DATA RECORDS Block Start

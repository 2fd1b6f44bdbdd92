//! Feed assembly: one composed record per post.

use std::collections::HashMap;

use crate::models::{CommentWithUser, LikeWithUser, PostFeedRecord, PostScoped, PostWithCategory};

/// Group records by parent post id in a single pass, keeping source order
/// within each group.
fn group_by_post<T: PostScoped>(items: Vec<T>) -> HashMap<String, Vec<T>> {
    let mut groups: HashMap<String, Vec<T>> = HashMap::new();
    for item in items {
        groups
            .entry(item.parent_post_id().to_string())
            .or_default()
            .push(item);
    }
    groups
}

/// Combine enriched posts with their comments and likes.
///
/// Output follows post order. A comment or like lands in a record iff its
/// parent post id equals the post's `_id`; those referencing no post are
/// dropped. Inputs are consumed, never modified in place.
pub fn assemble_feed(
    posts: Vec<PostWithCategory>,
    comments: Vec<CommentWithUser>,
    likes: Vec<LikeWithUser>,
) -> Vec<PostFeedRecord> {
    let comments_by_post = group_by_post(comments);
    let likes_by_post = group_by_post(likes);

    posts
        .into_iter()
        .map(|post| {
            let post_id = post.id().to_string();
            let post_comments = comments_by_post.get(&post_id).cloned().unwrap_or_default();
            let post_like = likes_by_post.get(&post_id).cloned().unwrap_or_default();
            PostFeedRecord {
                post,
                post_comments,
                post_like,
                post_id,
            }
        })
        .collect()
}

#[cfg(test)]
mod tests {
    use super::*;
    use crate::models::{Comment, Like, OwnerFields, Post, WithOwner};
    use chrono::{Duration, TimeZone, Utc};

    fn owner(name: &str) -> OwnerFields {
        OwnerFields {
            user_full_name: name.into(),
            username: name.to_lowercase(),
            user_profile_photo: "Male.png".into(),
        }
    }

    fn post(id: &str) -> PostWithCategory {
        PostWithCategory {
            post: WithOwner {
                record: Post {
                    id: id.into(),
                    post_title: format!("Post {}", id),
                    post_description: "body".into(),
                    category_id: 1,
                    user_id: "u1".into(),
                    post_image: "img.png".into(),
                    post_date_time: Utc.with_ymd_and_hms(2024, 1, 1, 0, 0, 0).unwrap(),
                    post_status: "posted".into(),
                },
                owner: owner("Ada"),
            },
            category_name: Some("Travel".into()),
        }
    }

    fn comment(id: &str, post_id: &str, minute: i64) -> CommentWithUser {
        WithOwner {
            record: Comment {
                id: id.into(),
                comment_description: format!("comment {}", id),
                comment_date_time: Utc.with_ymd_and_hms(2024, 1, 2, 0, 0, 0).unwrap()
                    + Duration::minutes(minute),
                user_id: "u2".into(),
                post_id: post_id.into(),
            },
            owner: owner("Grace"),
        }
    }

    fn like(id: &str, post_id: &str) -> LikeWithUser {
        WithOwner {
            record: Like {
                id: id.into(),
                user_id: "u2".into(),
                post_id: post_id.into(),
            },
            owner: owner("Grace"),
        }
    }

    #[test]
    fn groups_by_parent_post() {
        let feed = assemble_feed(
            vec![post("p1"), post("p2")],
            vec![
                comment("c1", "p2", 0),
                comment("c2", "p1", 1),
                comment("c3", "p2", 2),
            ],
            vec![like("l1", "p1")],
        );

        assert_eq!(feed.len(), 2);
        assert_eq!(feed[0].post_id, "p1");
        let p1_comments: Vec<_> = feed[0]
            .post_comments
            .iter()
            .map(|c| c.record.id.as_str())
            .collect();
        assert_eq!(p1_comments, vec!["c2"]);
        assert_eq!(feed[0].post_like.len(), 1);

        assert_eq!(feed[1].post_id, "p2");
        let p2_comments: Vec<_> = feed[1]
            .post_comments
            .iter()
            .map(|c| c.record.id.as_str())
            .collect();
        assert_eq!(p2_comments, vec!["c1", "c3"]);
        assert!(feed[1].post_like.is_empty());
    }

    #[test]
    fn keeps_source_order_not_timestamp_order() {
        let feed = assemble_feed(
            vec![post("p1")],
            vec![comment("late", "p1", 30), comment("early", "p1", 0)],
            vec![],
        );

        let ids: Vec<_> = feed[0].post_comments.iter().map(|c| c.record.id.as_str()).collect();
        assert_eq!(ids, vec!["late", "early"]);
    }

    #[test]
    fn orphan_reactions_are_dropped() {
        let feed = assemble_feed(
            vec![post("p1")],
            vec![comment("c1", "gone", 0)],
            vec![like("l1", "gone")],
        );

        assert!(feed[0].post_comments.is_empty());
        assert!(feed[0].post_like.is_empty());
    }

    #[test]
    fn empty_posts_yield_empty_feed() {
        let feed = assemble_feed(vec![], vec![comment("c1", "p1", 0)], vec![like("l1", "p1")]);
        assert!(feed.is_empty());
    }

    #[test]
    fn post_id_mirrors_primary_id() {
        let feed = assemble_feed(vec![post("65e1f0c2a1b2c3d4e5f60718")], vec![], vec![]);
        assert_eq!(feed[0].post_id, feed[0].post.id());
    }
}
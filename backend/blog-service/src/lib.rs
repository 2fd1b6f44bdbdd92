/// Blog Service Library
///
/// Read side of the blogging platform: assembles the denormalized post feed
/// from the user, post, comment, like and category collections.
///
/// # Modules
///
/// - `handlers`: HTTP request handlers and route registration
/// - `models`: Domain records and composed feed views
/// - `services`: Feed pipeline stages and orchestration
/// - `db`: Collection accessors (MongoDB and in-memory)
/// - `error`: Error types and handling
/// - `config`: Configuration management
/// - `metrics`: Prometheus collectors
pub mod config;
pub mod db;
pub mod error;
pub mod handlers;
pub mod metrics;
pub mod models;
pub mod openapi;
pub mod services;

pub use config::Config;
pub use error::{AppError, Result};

DATA RECORDS Block End

* REQUIRED WORK:
Your answer should be the data above, retyped exactly.

* OUTPUT OF THE TASK:
repository 2fd1b6f44bdbdd92
//! Feed assembly: one composed record per post.

use std::collections::HashMap;

use crate::models::{CommentWithUser, LikeWithUser, PostFeedRecord, PostScoped, PostWithCategory};

/// Group records by parent post id in a single pass, keeping source order
/// within each group.
fn group_by_post<T: PostScoped>(items: Vec<T>) -> HashMap<String, Vec<T>> {
    let mut groups: HashMap<String, Vec<T>> = HashMap::new();
    for item in items {
        groups
            .entry(item.parent_post_id().to_string())
            .or_default()
            .push(item);
    }
    groups
}

/// Combine enriched posts with their comments and likes.
///
/// Output follows post order. A comment or like lands in a record iff its
/// parent post id equals the post's `_id`; those referencing no post are
/// dropped. Inputs are consumed, never modified in place.
pub fn assemble_feed(
    posts: Vec<PostWithCategory>,
    comments: Vec<CommentWithUser>,
    likes: Vec<LikeWithUser>,
) -> Vec<PostFeedRecord> {
    let comments_by_post = group_by_post(comments);
    let likes_by_post = group_by_post(likes);

    posts
        .into_iter()
        .map(|post| {
            let post_id = post.id().to_string();
            let post_comments = comments_by_post.get(&post_id).cloned().unwrap_or_default();
            let post_like = likes_by_post.get(&post_id).cloned().unwrap_or_default();
            PostFeedRecord {
                post,
                post_comments,
                post_like,
                post_id,
            }
        })
        .collect()
}

#[cfg(test)]
mod tests {
    use super::*;
    use crate::models::{Comment, Like, OwnerFields, Post, WithOwner};
    use chrono::{Duration, TimeZone, Utc};

    fn owner(name: &str) -> OwnerFields {
        OwnerFields {
            user_full_name: name.into(),
            username: name.to_lowercase(),
            user_profile_photo: "Male.png".into(),
        }
    }

    fn post(id: &str) -> PostWithCategory {
        PostWithCategory {
            post: WithOwner {
                record: Post {
                    id: id.into(),
                    post_title: format!("Post {}", id),
                    post_description: "body".into(),
                    category_id: 1,
                    user_id: "u1".into(),
                    post_image: "img.png".into(),
                    post_date_time: Utc.with_ymd_and_hms(2024, 1, 1, 0, 0, 0).unwrap(),
                    post_status: "posted".into(),
                },
                owner: owner("Ada"),
            },
            category_name: Some("Travel".into()),
        }
    }

    fn comment(id: &str, post_id: &str, minute: i64) -> CommentWithUser {
        WithOwner {
            record: Comment {
                id: id.into(),
                comment_description: format!("comment {}", id),
                comment_date_time: Utc.with_ymd_and_hms(2024, 1, 2, 0, 0, 0).unwrap()
                    + Duration::minutes(minute),
                user_id: "u2".into(),
                post_id: post_id.into(),
            },
            owner: owner("Grace"),
        }
    }

    fn like(id: &str, post_id: &str) -> LikeWithUser {
        WithOwner {
            record: Like {
                id: id.into(),
                user_id: "u2".into(),
                post_id: post_id.into(),
            },
            owner: owner("Grace"),
        }
    }

    #[test]
    fn groups_by_parent_post() {
        let feed = assemble_feed(
            vec![post("p1"), post("p2")],
            vec![
                comment("c1", "p2", 0),
                comment("c2", "p1", 1),
                comment("c3", "p2", 2),
            ],
            vec![like("l1", "p1")],
        );

        assert_eq!(feed.len(), 2);
        assert_eq!(feed[0].post_id, "p1");
        let p1_comments: Vec<_> = feed[0]
            .post_comments
            .iter()
            .map(|c| c.record.id.as_str())
            .collect();
        assert_eq!(p1_comments, vec!["c2"]);
        assert_eq!(feed[0].post_like.len(), 1);

        assert_eq!(feed[1].post_id, "p2");
        let p2_comments: Vec<_> = feed[1]
            .post_comments
            .iter()
            .map(|c| c.record.id.as_str())
            .collect();
        assert_eq!(p2_comments, vec!["c1", "c3"]);
        assert!(feed[1].post_like.is_empty());
    }

    #[test]
    fn keeps_source_order_not_timestamp_order() {
        let feed = assemble_feed(
            vec![post("p1")],
            vec![comment("late", "p1", 30), comment("early", "p1", 0)],
            vec![],
        );

        let ids: Vec<_> = feed[0].post_comments.iter().map(|c| c.record.id.as_str()).collect();
        assert_eq!(ids, vec!["late", "early"]);
    }

    #[test]
    fn orphan_reactions_are_dropped() {
        let feed = assemble_feed(
            vec![post("p1")],
            vec![comment("c1", "gone", 0)],
            vec![like("l1", "gone")],
        );

        assert!(feed[0].post_comments.is_empty());
        assert!(feed[0].post_like.is_empty());
    }

    #[test]
    fn empty_posts_yield_empty_feed() {
        let feed = assemble_feed(vec![], vec![comment("c1", "p1", 0)], vec![like("l1", "p1")]);
        assert!(feed.is_empty());
    }

    #[test]
    fn post_id_mirrors_primary_id() {
        let feed = assemble_feed(vec![post("65e1f0c2a1b2c3d4e5f60718")], vec![], vec![]);
        assert_eq!(feed[0].post_id, feed[0].post.id());
    }
}
filename backend/blog-service/src/lib.rs
repository 2fd1b6f44bdbdd92
/// Blog Service Library
///
/// Read side of the blogging platform: assembles the denormalized post feed
/// from the user, post, comment, like and category collections.
///
/// # Modules
///
/// - `handlers`: HTTP request handlers and route registration
/// - `models`: Domain records and composed feed views
/// - `services`: Feed pipeline stages and orchestration
/// - `db`: Collection accessors (MongoDB and in-memory)
/// - `error`: Error types and handling
/// - `config`: Configuration management
/// - `metrics`: Prometheus collectors
pub mod config;
pub mod db;
pub mod error;
pub mod handlers;
pub mod metrics;
pub mod models;
pub mod openapi;
pub mod services;

pub use config::Config;
pub use error::{AppError, Result};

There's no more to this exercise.